Niesamowite w Dreźnie jest to, że nawet jak ktos by się uparł, żeby przyjechać tam na 1 dzień z 1 noclegiem, to i tak będzie zadowolony. Przepiękne barokowe budowle Starego Miasta, które zostały zrekonstruowane dzięki zachowanym planom po ich zbombardowaniu zaraz przy końcu II wojny światowej, wszystkie tak naprawdę położone są w jednym miejscu, bardzo blisko siebie, ich zwiedzanie jest więc naprawdę wygodne. Nawet nie trzeba specjalnie rozplanować trasy, wszystko jest na wyciągnięcie ręki, a warto zawsze tez pogubić się idąc uliczkami miasta, zawsze nas cos zaciekawi po drodze i sprawi, że będziemy chcieli wejść w inny zakamarek niż wcześniej planowaliśmy 🙂

Jako, że mieszkałyśmy w dzielnicy Neustadt, chciałyśmy dotrzeć do Kunsthof-Passage z wąskimi uliczkami i artystycznie powydziwianymi budynkami, jak chociażby np. grający dom, który jednak swoją funkcję najlepiej spełnia jak pada deszcz i woda spływa instrumentalnymi rynienkami:

Po zwiedzeniu pasażu kierowałyśmy się do centrum, a naszym celem był Zwinger – okrzyknięty mianem najznakomitszej niemieckiej budowli późnobarokowej z przepięknym ogrodem z fontannami znajdujący sie zaraz niedaleko Altstadt.

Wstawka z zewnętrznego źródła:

use async_trait::async_trait;
use mailsense_core::{AnalysisError, Vendor};
use secrecy::{ExposeSecret, SecretString};
use serde_json::{json, Value};

use super::{decode_json_text, read_u64, send_json};
use crate::llm::{ModelReply, StructuredModel, StructuredRequest, TokenUsage};

const DEFAULT_BASE_URL: &str = "https://api.openai.com/v1";

/// Chat Completions with a `json_schema` response format.
pub struct OpenAiModel {
    client: reqwest::Client,
    api_key: SecretString,
    base_url: String,
}

impl OpenAiModel {
    pub fn new(client: reqwest::Client, api_key: SecretString) -> Self {
        Self { client, api_key, base_url: DEFAULT_BASE_URL.to_string() }
    }

    pub fn with_base_url(mut self, base_url: impl Into<String>) -> Self {
        self.base_url = base_url.into();
        self
    }
}

fn request_body(request: &StructuredRequest) -> Value {
    let mut messages = Vec::with_capacity(2);
    if let Some(system) = &request.system_instruction {
        messages.push(json!({ "role": "system", "content": system }));
    }
    messages.push(json!({ "role": "user", "content": request.prompt }));

    json!({
        "model": request.model_id,
        "messages": messages,
        "response_format": {
            "type": "json_schema",
            "json_schema": {
                "name": request.schema.name,
                "description": request.schema.description,
                "schema": request.schema.schema,
                "strict": false
            }
        }
    })
}

fn parse_reply(request: &StructuredRequest, payload: &Value) -> Result<ModelReply, AnalysisError> {
    let message = &payload["choices"][0]["message"];
    if let Some(refusal) = message.get("refusal").and_then(Value::as_str) {
        return Err(AnalysisError::provider(Vendor::OpenAi, format!("model refused: {refusal}")));
    }
    let content = message["content"].as_str().ok_or_else(|| {
        AnalysisError::provider(Vendor::OpenAi, "response carried no message content")
    })?;

    let usage = payload.get("usage").map(|usage| TokenUsage {
        input_tokens: read_u64(usage, "prompt_tokens").unwrap_or(0),
        output_tokens: read_u64(usage, "completion_tokens").unwrap_or(0),
    });

    Ok(ModelReply { value: decode_json_text(request, content)?, usage })
}

#[async_trait]
impl StructuredModel for OpenAiModel {
    fn vendor(&self) -> Vendor {
        Vendor::OpenAi
    }

    async fn generate_structured(
        &self,
        request: &StructuredRequest,
    ) -> Result<ModelReply, AnalysisError> {
        let url = format!("{}/chat/completions", self.base_url.trim_end_matches('/'));
        let http = self.client.post(url).bearer_auth(self.api_key.expose_secret());
        let payload = send_json(Vendor::OpenAi, http, &request_body(request)).await?;
        parse_reply(request, &payload)
    }
}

W środku pawilonów natraficie na m.in.: Galeria Porcelany, Galeria Obrazów Starych Mistrzów czy Salon Matematyczno-Fizyczny. Za zwiedzanie tych miejsc płaci się po kilka euro za każdą osobną część. Można również za darmo wyjść na taras, z którego najpiękniej prezentuje się cały ogród:

Nad bramą wejściową do Zwingera przymocowana jest korona Augusta II Mocnego:

Wychodząc z Zwingera od razu ”wpada się” na Altstadt: w bliskim zasięgu zobaczycie m.in. zamek, mozaikę ścienną ”Orszak Królów” w drodze do Frauenkirche  będącego głównym zabytkiem Starego Miasta czy taras Bruhla, będący trasą spacerową nad rzeką Łabą (zwany też balkonem Europy).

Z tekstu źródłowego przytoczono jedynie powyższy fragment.